We talked about this last week while the plans were still being finalized and, as promised, the city of Baltimore launched their third effort at a “No Murder Weekend” on Friday morning. The last time they attempted this, back in August, they made it roughly 31 hours into the planned 72 hour event before someone was shot and killed. This time they barely made it past midnight Friday before the effort failed. (Baltimore Sun)
Activists rebooted Baltimore’s ceasefire weekend for a second time this year, aiming for 72 hours free of violence. But on the second day, when organizers encouraged residents to bring awareness to the city’s 300 homicides by decorating places where people have been killed, the organizers’ goal was thwarted.
An off-duty Washington police officer was shot and killed early Saturday morning in the Panway/Braddish Avenue neighborhood.
But the ceasefire movement didn’t stop.
Around 2:30 p.m., ceasefire co-organizer Ellen Gee, dressed in white with burning sage in hand, circled the parking lot where the officer, Tony Anthony Mason Jr., 40, was found shot hours earlier.
Officer Mason, a sergeant with the Washington Metropolitan Police Department, was found shot at 12:45 in the morning along with another woman who was shot in the leg. The woman, thankfully, is expected to survive. Officer Mason died in the hospital.
But while this is obviously horrible news yet again, the other activities taking place are enough to perhaps give even some of the most skeptical among us a glimmer of hope. Even the activist the Baltimore Sun article features, Ellen Gee, should probably be encouraged. I’ll grant you that if this were a less deadly serious topic, the prospect of a woman in robes burning sage and chanting might have caused a few snickers. But at least she’s trying. This is Baltimore we’re talking about. It’s a war zone at this point. Somebody has to do something because the municipal government has completely failed the citizens.
And it wasn’t just Ms. Gee trying to spiritually cleanse the murder scene. Despite the setback, Israel Baptist Church organized a day long basketball tournament on some of the public courts, getting young men out there shooting hoops, getting some free food and participating in community activities. The logic there was that if they were on the courts they wouldn’t either be shooting anyone or getting shot. Flash mobs were engaged in singing and dancing in public parks, attracting people to safe(er) spaces with law enforcement coverage.
So even if they couldn’t hold the murder rate to zero for the entire weekend, this is still promising. The citizens are fed up and are starting to take matters into their own hands. Tens of thousands of posters and leaflets were distributed, encouraging people to get out of their homes, take back the streets and drive the criminals into the shadows.

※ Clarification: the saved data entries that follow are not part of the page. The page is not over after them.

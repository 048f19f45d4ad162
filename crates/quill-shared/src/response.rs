//! Shared response shapes for confirmation messages and errors.

use std::collections::BTreeMap;

use serde::{Deserialize, Serialize};

/// Confirmation message returned by mutations that do not echo an entity.
#[derive(Debug, Clone, Serialize, Deserialize)]
pub struct MessageResponse {
    pub message: String,
}

impl MessageResponse {
    pub fn new(message: impl Into<String>) -> Self {
        Self {
            message: message.into(),
        }
    }
}

/// Error body: a map of field name (or the literal key "Error") to a
/// human-readable message.
///
/// Validation failures key their entries by the offending field; every
/// other failure uses the single "Error" key. A `BTreeMap` keeps the
/// serialized key order stable.
#[derive(Debug, Clone, Default, Serialize, Deserialize)]
pub struct ErrorBody(pub BTreeMap<String, String>);

impl ErrorBody {
    /// Body with the single "Error" entry.
    pub fn error(message: impl Into<String>) -> Self {
        let mut map = BTreeMap::new();
        map.insert("Error".to_string(), message.into());
        Self(map)
    }

    /// Body keyed by a single field.
    pub fn field(field: impl Into<String>, message: impl Into<String>) -> Self {
        let mut map = BTreeMap::new();
        map.insert(field.into(), message.into());
        Self(map)
    }
}

#[cfg(test)]
mod tests {
    use super::*;

    #[test]
    fn error_body_serializes_as_flat_map() {
        let body = ErrorBody::error("Post with the title 'x' not found!");
        let json = serde_json::to_value(&body).unwrap();

        assert_eq!(
            json,
            serde_json::json!({"Error": "Post with the title 'x' not found!"})
        );
    }

    #[test]
    fn field_body_keys_by_field() {
        let body = ErrorBody::field("title", "Title should not be blank");
        let json = serde_json::to_value(&body).unwrap();

        assert_eq!(json, serde_json::json!({"title": "Title should not be blank"}));
    }
}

For a look at the real-life effect this gang violence is having on people, take a moment and read this editorial from Sunny Luisa Cooper. It’s titled, My nephew was Baltimore homicide #289. These are real families losing their children to the gangs, either through joining them, becoming collateral damage in the gang wars, or both. Gun control laws and background checks aren’t having any impact on the gangs. Law enforcement is outmanned and all too often outgunned. But if the community refused to accept this any longer they can have the biggest impact on this 21st century plague.
Best of luck to the residents of Baltimore. You’re going to need all the prayers coming your way in the task ahead of you, but if this trend keeps up there just may be a light at the end of the tunnel.